In 2012, it looked like Carlin Isles wouldn't have a field to run on. Isles had tried football at Ashland University, a school with 2,200 undergraduates in his home state of Ohio. At 5-foot-8 and 157 pounds, he was slight even for a Division II running back.
But Isles was blazing fast. "I don't know how many guys are on a rugby field,' his coach, Lee Owens, said, "but we had 21 guys running at one speed and one guy in another gear.' Isles found a niche as a kick returner, setting Ashland's record for return yards in a game (174, still standing) and taking a fourth-quarter kickoff 85 yards in 2008 to put the team in the playoffs. "He'd never run where he was supposed to run or where the play was designed to run,' Owens said. "But he was fast enough to just circle the other team.'
Isles left football after two seasons to focus on track. He was very fast — he ran 10.24 in the 100 meters, 10.13 with the wind — but realized he wasn't going to beat Justin Gatlin. But rugby — there was a path to Rio. If not for the lure of the Olympics, Isles told me, he might not have changed sports. As Rugby Magazine pointed out, this is essentially the plot of Cool Runnings.
So why wasn't this happening more often? Why not take the 35th best sprinter and 100th best kick returner in the United States and transform them into rugby players?
First, there's an aerobic problem. In the summer of 2010, in the midst of his conversion into a rugby player, Miles Craigwell played in his first match in New York. "I was so drained, so tired,' he remembered. "I ran track in college and played football in college. The feeling I felt after the first game, there was no comparison.' After the match, Craigwell told his teammates he'd see them next week. They informed Craigwell he was scheduled to play five more matches that day.

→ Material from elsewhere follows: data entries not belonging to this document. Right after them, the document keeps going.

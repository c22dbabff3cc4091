//! Live creature collection and deferred end-of-tick instruction queues.

use crate::config::{GenomeConfig, MutationConfig};
use crate::creature::{Creature, CreatureId};
use crate::genetics::{sampled_diversity, Genome};
use crate::grid::{Coord, Dir, Grid, EMPTY};
use crate::neural::Scratch;
use rand::seq::SliceRandom;
use rand::Rng;

/// Move `creature` (population index) to `to` at tick end
#[derive(Debug, Clone, Copy, PartialEq, Eq)]
pub struct MoveInstruction {
    pub creature: usize,
    pub to: Coord,
}

/// Creatures in birth order plus their evaluation buffers.
///
/// `creatures[i]` has id `reserved_ids + i` and owns `scratch[i]`.
#[derive(Clone, Debug)]
pub struct Population {
    pub creatures: Vec<Creature>,
    pub scratch: Vec<Scratch>,
    reserved_ids: u16,
    move_queue: Vec<MoveInstruction>,
    death_queue: Vec<usize>,
    reproduction_queue: Vec<usize>,
}

impl Population {
    pub fn new(reserved_ids: u16) -> Self {
        Self {
            creatures: Vec::new(),
            scratch: Vec::new(),
            reserved_ids,
            move_queue: Vec::new(),
            death_queue: Vec::new(),
            reproduction_queue: Vec::new(),
        }
    }

    /// Add a creature at `loc` and mark its cell. `loc` must be empty.
    pub fn spawn(&mut self, grid: &mut Grid, loc: Coord, last_move_dir: Dir, genome: Genome) -> CreatureId {
        debug_assert!(grid.is_empty_at(loc), "spawn on non-empty cell {}", loc);
        let id = self.reserved_ids + self.creatures.len() as u16;
        let creature = Creature::new(id, loc, last_move_dir, genome);
        self.scratch.push(Scratch::for_net(&creature.net));
        self.creatures.push(creature);
        grid.set(loc, id);
        id
    }

    #[inline]
    pub fn len(&self) -> usize {
        self.creatures.len()
    }

    #[inline]
    pub fn is_empty(&self) -> bool {
        self.creatures.is_empty()
    }

    pub fn living(&self) -> usize {
        self.creatures.iter().filter(|c| c.alive).count()
    }

    #[inline]
    pub fn index_of(&self, id: CreatureId) -> Option<usize> {
        let idx = id.checked_sub(self.reserved_ids)? as usize;
        (idx < self.creatures.len()).then_some(idx)
    }

    pub fn creature_by_id(&self, id: CreatureId) -> Option<&Creature> {
        self.index_of(id).map(|idx| &self.creatures[idx])
    }

    // === Move queue ===

    pub fn queue_for_move(&mut self, creature: usize, to: Coord) {
        self.move_queue.push(MoveInstruction { creature, to });
    }

    #[inline]
    pub fn pending_moves(&self) -> &[MoveInstruction] {
        &self.move_queue
    }

    /// Apply queued moves in insertion order. A move succeeds only if its
    /// target is empty when it is reached, so the first of several
    /// creatures aiming at one cell wins. Returns the number applied.
    pub fn process_move_queue(&mut self, grid: &mut Grid) -> usize {
        let mut applied = 0;
        for MoveInstruction { creature, to } in self.move_queue.drain(..) {
            let c = &mut self.creatures[creature];
            if !c.alive || !grid.is_empty_at(to) {
                continue;
            }
            grid.set(c.loc, EMPTY);
            grid.set(to, c.id);
            c.last_move_dir = Dir::between(c.loc, to);
            c.loc = to;
            applied += 1;
        }
        applied
    }

    // === Death queue ===

    pub fn queue_for_death(&mut self, creature: usize) {
        self.death_queue.push(creature);
    }

    /// Mark queued creatures dead and free their cells
    pub fn process_death_queue(&mut self, grid: &mut Grid) -> usize {
        let mut died = 0;
        for idx in self.death_queue.drain(..) {
            let c = &mut self.creatures[idx];
            if !c.alive {
                continue;
            }
            c.alive = false;
            if grid.at(c.loc) == c.id {
                grid.set(c.loc, EMPTY);
            }
            died += 1;
        }
        died
    }

    // === Reproduction queue ===

    pub fn queue_for_reproduction(&mut self, creature: usize) {
        self.reproduction_queue.push(creature);
    }

    /// Spawn one mutated offspring per queued parent on a random empty
    /// neighbouring cell. Parents with no free neighbour are skipped, and
    /// nothing spawns once the population holds `max_population` creatures.
    pub fn process_reproduction_queue<R: Rng + ?Sized>(
        &mut self,
        grid: &mut Grid,
        mutation: &MutationConfig,
        limits: &GenomeConfig,
        max_population: usize,
        rng: &mut R,
    ) -> usize {
        let queue = std::mem::take(&mut self.reproduction_queue);
        let mut born = 0;

        for parent in queue {
            if self.creatures.len() >= max_population {
                log::debug!("Reproduction capped at {} creatures", max_population);
                break;
            }
            let p = &self.creatures[parent];
            if !p.alive {
                continue;
            }
            let free: Vec<Coord> = Dir::COMPASS
                .iter()
                .map(|&d| p.loc.offset(d))
                .filter(|&c| grid.is_empty_at(c))
                .collect();
            let Some(&loc) = free.choose(rng) else {
                continue;
            };

            let genome = p.genome.offspring(mutation, limits, rng);
            let dir = Dir::random(rng);
            self.spawn(grid, loc, dir, genome);
            born += 1;
        }
        born
    }

    // === Analysis ===

    /// Sampled mean pairwise genome dissimilarity
    pub fn genetic_diversity<R: Rng + ?Sized>(&self, rng: &mut R) -> f32 {
        let genomes: Vec<&Genome> = self.creatures.iter().map(|c| &c.genome).collect();
        sampled_diversity(&genomes, rng)
    }

    /// Every living creature sits on a cell holding its id, and no other
    /// cell holds a creature id
    pub fn occupancy_consistent(&self, grid: &Grid) -> bool {
        let mut living = 0;
        for c in self.creatures.iter().filter(|c| c.alive) {
            if !grid.in_bounds(c.loc) || grid.at(c.loc) != c.id {
                return false;
            }
            living += 1;
        }
        grid.count_occupied() == living
    }
}
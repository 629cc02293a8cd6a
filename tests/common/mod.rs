//! Shared test harness: in-memory store, activated default model, engine.
#![allow(dead_code)]

use std::sync::Arc;

use chrono::{DateTime, Utc};
use rust_decimal::Decimal;

use risk_engine::core::config::{BroadcasterConfig, EngineConfig};
use risk_engine::core::geo::GeoPoint;
use risk_engine::core::types::{
    BehavioralProfile, CustomerProfile, DeviceInfo, KnownDevice, Merchant, RiskAssessment,
    RiskLevel, RiskProfile, ScoreBreakdown, StoredTransaction, Transaction, TransactionKind,
    TransactionLocation, TransactionStatus, UsualLocation,
};
use risk_engine::model::{RiskModelDocument, RiskModelSpec};
use risk_engine::store::CustomerStore;
use risk_engine::{EvaluationEngine, HashEmbedding, MemoryStore, ModelBroadcaster, ModelStore};

pub struct Harness {
    pub store: Arc<MemoryStore>,
    pub model_store: Arc<ModelStore>,
    pub broadcaster: Arc<ModelBroadcaster>,
    pub engine: Arc<EvaluationEngine>,
    pub config: EngineConfig,
}

/// Default model spec under the id used by `RiskModelDocument::default_model`
pub fn default_spec() -> RiskModelSpec {
    let base = RiskModelDocument::default_model();
    RiskModelSpec {
        model_id: base.model_id,
        description: base.description,
        weights: base.weights,
        thresholds: base.thresholds,
        risk_factors: base.risk_factors,
    }
}

/// Customer with a firm behavioral baseline: avg $50 / std $10, device D1,
/// usual location New York, groceries only.
pub fn baseline_customer(customer_id: &str) -> CustomerProfile {
    CustomerProfile {
        customer_id: customer_id.to_string(),
        behavioral: BehavioralProfile {
            avg_amount: 50.0,
            std_amount: 10.0,
            avg_transactions_per_day: 2.0,
            devices: vec![KnownDevice {
                device_id: "D1".to_string(),
                kind: "mobile".to_string(),
                os: "iOS".to_string(),
                browser: "Safari".to_string(),
                ip_addresses: vec!["10.0.0.1".to_string()],
            }],
            usual_locations: vec![UsualLocation {
                city: "New York".to_string(),
                state: "NY".to_string(),
                country: "US".to_string(),
                point: GeoPoint::new(40.7, -74.0),
                frequency: 0.9,
            }],
            common_merchant_categories: vec!["grocery".to_string()],
        },
        risk: RiskProfile::default(),
    }
}

pub struct TransactionBuilder {
    tx: Transaction,
}

impl TransactionBuilder {
    pub fn new(transaction_id: &str, customer_id: &str) -> Self {
        Self {
            tx: Transaction {
                transaction_id: transaction_id.to_string(),
                customer_id: customer_id.to_string(),
                timestamp: Utc::now(),
                amount: Decimal::new(5000, 2),
                currency: "USD".to_string(),
                merchant: Merchant {
                    id: "m-1".to_string(),
                    name: "Corner Grocery".to_string(),
                    category: "grocery".to_string(),
                },
                location: TransactionLocation {
                    city: "New York".to_string(),
                    state: "NY".to_string(),
                    country: "US".to_string(),
                    point: GeoPoint::new(40.7, -74.0),
                },
                device: DeviceInfo {
                    device_id: "D1".to_string(),
                    kind: "mobile".to_string(),
                    os: "iOS".to_string(),
                    browser: "Safari".to_string(),
                    ip: "10.0.0.1".to_string(),
                },
                kind: TransactionKind::Purchase,
                payment_method: "credit_card".to_string(),
                status: TransactionStatus::Completed,
            },
        }
    }

    pub fn amount(mut self, units: i64) -> Self {
        self.tx.amount = Decimal::new(units * 100, 2);
        self
    }

    pub fn device(mut self, device_id: &str) -> Self {
        self.tx.device.device_id = device_id.to_string();
        self
    }

    pub fn location(mut self, lat: f64, lon: f64) -> Self {
        self.tx.location.point = GeoPoint::new(lat, lon);
        self
    }

    pub fn category(mut self, category: &str) -> Self {
        self.tx.merchant.category = category.to_string();
        self
    }

    pub fn timestamp(mut self, at: DateTime<Utc>) -> Self {
        self.tx.timestamp = at;
        self
    }

    pub fn build(self) -> Transaction {
        self.tx
    }
}

/// A persisted historical transaction with a fixed assessment, embedded from
/// its canonical text so vector search finds it.
pub async fn stored_transaction(
    transaction: Transaction,
    score: f64,
    level: RiskLevel,
    flags: Vec<String>,
) -> StoredTransaction {
    use risk_engine::store::EmbeddingProvider;
    use risk_engine::SimilarityAggregator;

    let embedding = HashEmbedding::default()
        .embed(&SimilarityAggregator::canonical_text(&transaction, &[]))
        .await
        .unwrap();
    let model = RiskModelDocument::default_model();
    StoredTransaction {
        assessment: RiskAssessment {
            score,
            level,
            flags,
            breakdown: ScoreBreakdown {
                customer_base_risk: 0.0,
                factors: Vec::new(),
            },
            similarity: None,
            model_id: model.model_id,
            model_version: model.version,
        },
        transaction,
        embedding: Some(embedding),
    }
}

/// Harness with an activated default model and a seeded baseline customer
pub async fn harness() -> Harness {
    harness_with(MemoryStore::new(), true).await
}

pub async fn harness_without_vector_search() -> Harness {
    harness_with(MemoryStore::without_vector_search(), true).await
}

pub async fn harness_without_model() -> Harness {
    harness_with(MemoryStore::new(), false).await
}

async fn harness_with(store: MemoryStore, activate_model: bool) -> Harness {
    let store = Arc::new(store);
    let mut config = EngineConfig::default();
    config.broadcaster = BroadcasterConfig {
        fanout_capacity: 64,
        heartbeat_secs: 1,
        reconnect_base_ms: 10,
        reconnect_max_ms: 100,
    };

    let model_store = Arc::new(ModelStore::new(store.clone(), config.model_store.clone()));
    if activate_model {
        model_store.create(default_spec()).await.unwrap();
        model_store
            .activate("default-risk-model", None)
            .await
            .unwrap();
    }

    let broadcaster = ModelBroadcaster::new(store.clone(), config.broadcaster.clone());
    broadcaster.start().await.unwrap();

    store
        .insert_customer(&baseline_customer("cust-1"))
        .await
        .unwrap();

    let engine = Arc::new(EvaluationEngine::new(
        store.clone(),
        store.clone(),
        Arc::new(HashEmbedding::default()),
        model_store.clone(),
        broadcaster.clone(),
        config.clone(),
    ));

    Harness {
        store,
        model_store,
        broadcaster,
        engine,
        config,
    }
}
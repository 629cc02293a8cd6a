// src/lib.rs
//! Transaction risk evaluation engine
//!
//! Scores incoming financial transactions for fraud risk and manages the
//! versioned scoring models behind the scores. Rule-based anomaly detectors,
//! a similarity search over historical transactions and an atomically
//! swapped active-model cache feed a single composite assessment.

pub mod core;
pub mod detectors;
pub mod engine;
pub mod model;
pub mod similarity;
pub mod store;

pub use crate::core::config::EngineConfig;
pub use crate::core::errors::{Result, RiskEngineError};
pub use crate::core::types::{
    CustomerProfile, RiskAssessment, RiskLevel, SimilaritySignal, StoredTransaction, Transaction,
};
pub use crate::engine::{EvaluateOptions, EvaluationEngine};
pub use crate::model::{
    ActivationOutcome, BroadcasterHealth, ModelBroadcaster, ModelEvent, ModelStore, Timeframe,
};
pub use crate::similarity::SimilarityAggregator;
pub use crate::store::{HashEmbedding, MemoryStore};
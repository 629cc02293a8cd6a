//! Great-circle distance on a spherical Earth

use serde::{Deserialize, Serialize};

use crate::core::errors::{Result, RiskEngineError};

/// Mean Earth radius in kilometers
const EARTH_RADIUS_KM: f64 = 6371.0;

/// Geographic point in decimal degrees
#[derive(Debug, Clone, Copy, PartialEq, Serialize, Deserialize)]
pub struct GeoPoint {
    pub lat: f64,
    pub lon: f64,
}

impl GeoPoint {
    pub fn new(lat: f64, lon: f64) -> Self {
        Self { lat, lon }
    }

    /// Reject non-finite or out-of-range coordinates
    pub fn validate(&self) -> Result<()> {
        if !self.lat.is_finite() || !self.lon.is_finite() {
            return Err(RiskEngineError::Validation(
                "coordinates must be finite".to_string(),
            ));
        }
        if self.lat.abs() > 90.0 || self.lon.abs() > 180.0 {
            return Err(RiskEngineError::Validation(format!(
                "coordinates out of range: ({}, {})",
                self.lat, self.lon
            )));
        }
        Ok(())
    }
}

/// Haversine distance between two points, in kilometers
pub fn haversine_km(a: GeoPoint, b: GeoPoint) -> f64 {
    let lat1 = a.lat.to_radians();
    let lat2 = b.lat.to_radians();
    let dlat = (b.lat - a.lat).to_radians();
    let dlon = (b.lon - a.lon).to_radians();

    let h = (dlat / 2.0).sin().powi(2) + lat1.cos() * lat2.cos() * (dlon / 2.0).sin().powi(2);
    2.0 * h.sqrt().asin() * EARTH_RADIUS_KM
}

#[cfg(test)]
mod tests {
    use super::*;

    #[test]
    fn test_one_degree_of_longitude_at_equator() {
        let d = haversine_km(GeoPoint::new(0.0, 0.0), GeoPoint::new(0.0, 1.0));
        // One degree of longitude at the equator is about 111.19 km
        assert!((d - 111.19).abs() / 111.19 < 0.005, "got {}", d);
    }

    #[test]
    fn test_identical_points() {
        let p = GeoPoint::new(40.7, -74.0);
        assert_eq!(haversine_km(p, p), 0.0);
    }

    #[test]
    fn test_new_york_to_sydney() {
        let nyc = GeoPoint::new(40.7, -74.0);
        let syd = GeoPoint::new(-33.8, 151.2);
        let d = haversine_km(nyc, syd);
        assert!(d > 15_000.0 && d < 17_000.0, "got {}", d);
    }

    #[test]
    fn test_validate_rejects_bad_coordinates() {
        assert!(GeoPoint::new(f64::NAN, 0.0).validate().is_err());
        assert!(GeoPoint::new(91.0, 0.0).validate().is_err());
        assert!(GeoPoint::new(0.0, -181.0).validate().is_err());
        assert!(GeoPoint::new(-33.8, 151.2).validate().is_ok());
    }
}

Rugby sevens requires not just continuous movement but continuous thinking. There are few chances for a coach to stop play and tell a novice what he should do. As Hawkins, the U.S. rugby sevens captain, put it, "If you took 20 rugby guys and said, 'OK, you guys are going to play a football game,' the difference is that you'd have a playbook. It's a lot more structured. Football is coach-driven. Rugby, and specifically sevens, is player-driven. In our sport, we've got 14 minutes' — the length of a match — "and that's it.'
Hawkins also pointed out that rugby newcomers suffer from the lack of youth leagues in the United States. If Isles were trying his hand at baseball, he'd at least have some muscle memory from the YMCA. "I had never touched a rugby ball nor even seen one,' Isles said.
"If we get guys like Carlin that can absolutely torch people on the field, we'd be stupid not to invite them into our family,' Hawkins said. But an even better spot for Isles over the next few months would be a developmental club where he could learn the nuances of the game. "Carlin is trying to develop on the national team,' Hawkins said, "and for a guy like him, that really doesn't make sense. He's not going to get the basics he really needs to learn and grow.'
"I've seen the guys from football come and go,' Hawkins continued. "I've seen six or seven guys. They've got great talent, and rugby requires athletic talent. But it also requires intellectual talent. If I tell you tomorrow you're going to speak Spanish, you can't do that.' A football player in his first rugby match is like Herschel Walker in a bobsled.
"The other side is money,' explained Nigel Melville. "They're expecting huge money like the NFL, and we don't have that kind of money.' Outside of endorsements and win bonuses, Isles receives a stipend of about $20,000 per year. Like Lolo Jones in a bobsled.
A chance at the Olympics gives American rugby a payoff it hasn't had since 1924. Unbelievably, the U.S. is still the reigning Olympic champion.
"I wanted to make a name for myself and tell my story,' Isles said. When it becomes a nexus of athleticism and self-invention, rugby begins to sound truly American.